3.2 Rotor joule losses

The instantaneous rotor joule losses \(p_\mathrm {jr}\) can be expressed as

$$\begin{aligned} p_\mathrm {jr}=\frac{3}{2}R'_\mathrm {r} \Bigl (i'^{\,2}_\mathrm {rd}+i'^{\,2}_\mathrm {rq} \Bigr ) \end{aligned}$$

(18)

where \(R'_\mathrm {r}\) is the rotor resistance referred to the stator, and \(i'_\mathrm {rd}\) and \(i'_\mathrm {rq}\) represent the d- and q-axis components of the space vector of the rotor current, referred to the stator, in the rotor flux reference frame, which are given by

$$\begin{aligned} i'_\mathrm {rd} + \mathop {}\!\mathrm {j}\, i'_\mathrm {rq}=\varvec{i}{'}_\mathrm {r}^\mathrm {\,s} \, \mathop {}\!\mathrm {e}^{-\mathop {}\!\mathrm {j}\rho } \end{aligned}$$

(19)

Therefore, Eq. (2) yields

$$\begin{aligned} {\left\{ \begin{array}{ll} i_\mathrm {mr}=i_\mathrm {sd}+(1+\sigma _{r})i'_\mathrm {rd} \\ 0\,\,\,\,\,=i_\mathrm {sq}+(1+\sigma _{r})i'_\mathrm {rq} \end{array}\right. } \end{aligned}$$

(20)

Since \(i_\mathrm {mr}\,\) is equal to \(\,i_\mathrm {sd}\) at the steady state, this leads \(\,i'_\mathrm {rd}=0\,\).

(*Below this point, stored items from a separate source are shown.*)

use axum::extract::{OriginalUri, Path, State};
use axum::http::HeaderMap;
use axum::Json;

use crate::error::AppError;
use crate::headers::pagination_headers;
use crate::models::user::SORT_FIELDS;
use crate::models::User;
use crate::pagination::PageRequest;
use crate::state::SharedState;

/// `GET /api/users`: activated users only.
pub async fn list(
    State(state): State<SharedState>,
    OriginalUri(uri): OriginalUri,
) -> Result<(HeaderMap, Json<Vec<User>>), AppError> {
    tracing::debug!("REST request to get all public User names");
    let page_request = PageRequest::from_query(uri.query(), SORT_FIELDS, state.config.page_limits)?;

    let page = state.stores.users.find_activated_page(&page_request).await?;

    let headers = pagination_headers(&state.config.base_url, &uri, &page);
    Ok((headers, Json(page.content)))
}

pub async fn get(
    State(state): State<SharedState>,
    Path(login): Path<String>,
) -> Result<Json<User>, AppError> {
    tracing::debug!("REST request to get User : {login}");
    let user = state
        .lookup
        .find_one_by_login(&login)
        .await?
        .ok_or_else(|| AppError::NotFound("User not found".to_string()))?;
    Ok(Json(user))
}
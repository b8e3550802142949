use chrono::{DateTime, Utc};
use serde::{Deserialize, Serialize};
use uuid::Uuid;

pub const SORT_FIELDS: &[(&str, &str)] = &[
    ("id", "id"),
    ("userId", "user_id"),
    ("assessmentId", "assessment_id"),
    ("submittedAt", "submitted_at"),
];

#[derive(Debug, Clone, PartialEq, sqlx::FromRow, Serialize, Deserialize)]
#[serde(rename_all = "camelCase")]
pub struct Submission {
    pub id: Uuid,
    pub user_id: Uuid,
    pub assessment_id: Uuid,
    pub github_url: Option<String>,
    pub content: Option<String>,
    pub submitted_at: DateTime<Utc>,
}

#[derive(Debug, Default, Deserialize)]
#[serde(rename_all = "camelCase")]
pub struct SubmissionInput {
    pub id: Option<Uuid>,
    pub user_id: Option<Uuid>,
    pub assessment_id: Option<Uuid>,
    pub github_url: Option<String>,
    pub content: Option<String>,
}

impl Submission {
    pub fn merge(&mut self, input: SubmissionInput) {
        if let Some(user_id) = input.user_id {
            self.user_id = user_id;
        }
        if let Some(assessment_id) = input.assessment_id {
            self.assessment_id = assessment_id;
        }
        if let Some(github_url) = input.github_url {
            self.github_url = Some(github_url);
        }
        if let Some(content) = input.content {
            self.content = Some(content);
        }
    }
}
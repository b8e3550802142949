use async_trait::async_trait;
use sqlx::PgPool;
use uuid::Uuid;

use crate::models::Submission;
use crate::pagination::{Page, PageRequest};
use crate::store::{StoreError, SubmissionQuery, SubmissionStore};

pub struct PgSubmissionStore {
    pool: PgPool,
}

impl PgSubmissionStore {
    pub fn new(pool: PgPool) -> Self {
        Self { pool }
    }
}

/// `WHERE` clause and its binds. Placeholders start at `$1`.
fn filter_clause(query: &SubmissionQuery) -> (&'static str, Vec<Uuid>) {
    match *query {
        SubmissionQuery::All => ("", vec![]),
        SubmissionQuery::ByUser(user_id) => ("WHERE user_id = $1", vec![user_id]),
        SubmissionQuery::ByAssessment(assessment_id) => {
            ("WHERE assessment_id = $1", vec![assessment_id])
        }
        SubmissionQuery::ByUserAndAssessment {
            user_id,
            assessment_id,
        } => (
            "WHERE user_id = $1 AND assessment_id = $2",
            vec![user_id, assessment_id],
        ),
    }
}

#[async_trait]
impl SubmissionStore for PgSubmissionStore {
    async fn find_by_id(&self, id: Uuid) -> Result<Option<Submission>, StoreError> {
        let submission = sqlx::query_as::<_, Submission>("SELECT * FROM submissions WHERE id = $1")
            .bind(id)
            .fetch_optional(&self.pool)
            .await?;
        Ok(submission)
    }

    async fn find_page(
        &self,
        query: &SubmissionQuery,
        page: &PageRequest,
    ) -> Result<Page<Submission>, StoreError> {
        let (clause, ids) = filter_clause(query);
        let (limit, offset) = page.limit_offset();
        let limit_at = ids.len() + 1;
        let offset_at = ids.len() + 2;

        let sql = format!(
            "SELECT * FROM submissions {clause} {} LIMIT ${limit_at} OFFSET ${offset_at}",
            page.order_by()
        );
        let mut rows = sqlx::query_as::<_, Submission>(&sql);
        for id in &ids {
            rows = rows.bind(*id);
        }
        let submissions = rows.bind(limit).bind(offset).fetch_all(&self.pool).await?;

        let count_sql = format!("SELECT COUNT(*) FROM submissions {clause}");
        let mut count = sqlx::query_scalar::<_, i64>(&count_sql);
        for id in &ids {
            count = count.bind(*id);
        }
        let total = count.fetch_one(&self.pool).await?;

        Ok(Page::new(submissions, total.max(0) as u64, page))
    }

    async fn save(&self, submission: &Submission) -> Result<Submission, StoreError> {
        let saved = sqlx::query_as::<_, Submission>(
            "INSERT INTO submissions (id, user_id, assessment_id, github_url, content, submitted_at)
             VALUES ($1, $2, $3, $4, $5, $6)
             ON CONFLICT (id) DO UPDATE SET
                user_id = EXCLUDED.user_id,
                assessment_id = EXCLUDED.assessment_id,
                github_url = EXCLUDED.github_url,
                content = EXCLUDED.content
             RETURNING *",
        )
        .bind(submission.id)
        .bind(submission.user_id)
        .bind(submission.assessment_id)
        .bind(&submission.github_url)
        .bind(&submission.content)
        .bind(submission.submitted_at)
        .fetch_one(&self.pool)
        .await?;
        Ok(saved)
    }

    async fn delete(&self, id: Uuid) -> Result<(), StoreError> {
        sqlx::query("DELETE FROM submissions WHERE id = $1")
            .bind(id)
            .execute(&self.pool)
            .await?;
        Ok(())
    }
}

Thus, \(p_\mathrm {jr}\) can be expressed as a function of the q-axis component of the stator current space vector

$$\begin{aligned} p_\mathrm {jr}=\frac{3}{2}\frac{R'_\mathrm {r}}{(1+\sigma _\mathrm {r})^2}\, i^2_\mathrm {sq} \end{aligned}$$

(21)

3.3 Iron losses

The steady state iron losses \(p_\mathrm {Fe}\) can be evaluated according to the Steinmetz equation [19, 20] separating the iron losses [21] into static hysteresis losses \(p_\mathrm {hyst}\), and dynamic eddy currents \(p_\mathrm {ec}\), that is

$$\begin{aligned} p_\mathrm {Fe}=p_\mathrm {hyst}+p_\mathrm {ec}=C_\mathrm {hyst} f B_M^2+C_\mathrm {ec} f^2 B_M^2 \end{aligned}$$

(22)

where \(B_M\) is the peak value of the flux density and f the frequency, and where \(C_\mathrm {hyst}\) and \(C_\mathrm {ec}\) are the hysteresis and the eddy current loss coefficients, respectively. Because the space vector of the rotor flux \(\varvec{\phi }_\mathrm {r}^s\) in the stator reference frame is given by

$$\begin{aligned} \varvec{\phi }_\mathrm {r}^s=L_\mathrm {m}\varvec{i}_\mathrm {mr}^s =L_\mathrm {m} i_\mathrm {mr}\mathop {}\!\mathrm {e}^{\,\mathop {}\!\mathrm {j}\rho }, \end{aligned}$$

(23)

it yields

$$\begin{aligned} f\simeq \frac{\mathop {}\!\mathrm {d}\rho }{\mathop {}\!\mathrm {d}t} \end{aligned}$$

(24)

and if a sinusoidal air gap flux density is assumed, with an approximation that is so much better the smaller is \(\sigma _\mathrm {r}\), it turns out

$$\begin{aligned} B_M\simeq \frac{p}{Dl}\, |\varvec{\phi }_\mathrm {r}^s|= \frac{p L_\mathrm {m}}{Dl} i_\mathrm {mr} \end{aligned}$$

(25)

where D and l are the air gap diameter and the active length of the motor, respectively.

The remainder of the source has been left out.